- Opening Delimiter -
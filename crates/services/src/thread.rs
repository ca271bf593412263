//! # Comment threads
//!
//! Rebuilds the nested reply structure from the flat, approved-only rows
//! the store hands back. The tree is derived on every read; nothing nested
//! is ever persisted.

use std::collections::{HashMap, HashSet};
use std::sync::Arc;

use tracing::warn;
use uuid::Uuid;

use domains::models::Comment;
use domains::moderation::CommentStatus;
use domains::traits::CommentStore;

/// Nests a flat, `created_at`-ascending comment list into reply trees.
///
/// Two passes: index every id, then partition each comment under its parent
/// or into the top level. A `parent_id` that does not resolve within the
/// input (parent unapproved, deleted, or absent) promotes the comment to
/// top level instead of dropping it. Both passes preserve input order, so
/// the top level and every `replies` list stay chronological.
pub fn build_tree(flat: Vec<Comment>) -> Vec<Comment> {
    let ids: HashSet<Uuid> = flat.iter().map(|c| c.id).collect();

    let mut children: HashMap<Uuid, Vec<Comment>> = HashMap::new();
    let mut roots: Vec<Comment> = Vec::new();
    for mut comment in flat {
        comment.replies.clear();
        match comment.parent_id {
            Some(parent) if ids.contains(&parent) => {
                children.entry(parent).or_default().push(comment);
            }
            _ => roots.push(comment),
        }
    }

    for root in &mut roots {
        attach_replies(root, &mut children);
    }

    // A parent chain that never reaches a root (a reference cycle in
    // corrupt data) would strand its members in the map; promote them
    // flat instead of losing them.
    if !children.is_empty() {
        let mut stranded: Vec<Comment> = children.into_values().flatten().collect();
        stranded.sort_by(|a, b| a.created_at.cmp(&b.created_at).then(a.id.cmp(&b.id)));
        roots.extend(stranded);
    }

    roots
}

fn attach_replies(node: &mut Comment, children: &mut HashMap<Uuid, Vec<Comment>>) {
    if let Some(mut replies) = children.remove(&node.id) {
        for reply in &mut replies {
            attach_replies(reply, children);
        }
        node.replies = replies;
    }
}

/// Read side of the comment pipeline, consumed by the page templates.
pub struct ThreadService {
    store: Arc<dyn CommentStore>,
}

impl ThreadService {
    pub fn new(store: Arc<dyn CommentStore>) -> Self {
        Self { store }
    }

    /// Approved comments for one post, nested. A fetch failure degrades to
    /// an empty thread so the page itself still renders.
    pub async fn comments_for_post(&self, post_id: Uuid) -> Vec<Comment> {
        match self
            .store
            .list_by_status(post_id, CommentStatus::Approved)
            .await
        {
            Ok(rows) => build_tree(rows),
            Err(cause) => {
                warn!(%post_id, error = %cause, "comment fetch failed, rendering empty thread");
                Vec::new()
            }
        }
    }

    /// Count of approved comments for one post; 0 on fetch failure.
    pub async fn comment_count(&self, post_id: Uuid) -> u64 {
        match self
            .store
            .count_by_status(post_id, CommentStatus::Approved)
            .await
        {
            Ok(count) => count,
            Err(cause) => {
                warn!(%post_id, error = %cause, "comment count failed, reporting zero");
                0
            }
        }
    }
}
- Closing Delimiter -
WHAT IS EXPECTED: Every line above from the line with "# Comment threads" to the line with "the comment to" is wanted, ends included; write them out exactly and add no other line.

EXPECTED OUTPUT:
//! # Comment threads
//!
//! Rebuilds the nested reply structure from the flat, approved-only rows
//! the store hands back. The tree is derived on every read; nothing nested
//! is ever persisted.

use std::collections::{HashMap, HashSet};
use std::sync::Arc;

use tracing::warn;
use uuid::Uuid;

use domains::models::Comment;
use domains::moderation::CommentStatus;
use domains::traits::CommentStore;

/// Nests a flat, `created_at`-ascending comment list into reply trees.
///
/// Two passes: index every id, then partition each comment under its parent
/// or into the top level. A `parent_id` that does not resolve within the
/// input (parent unapproved, deleted, or absent) promotes the comment to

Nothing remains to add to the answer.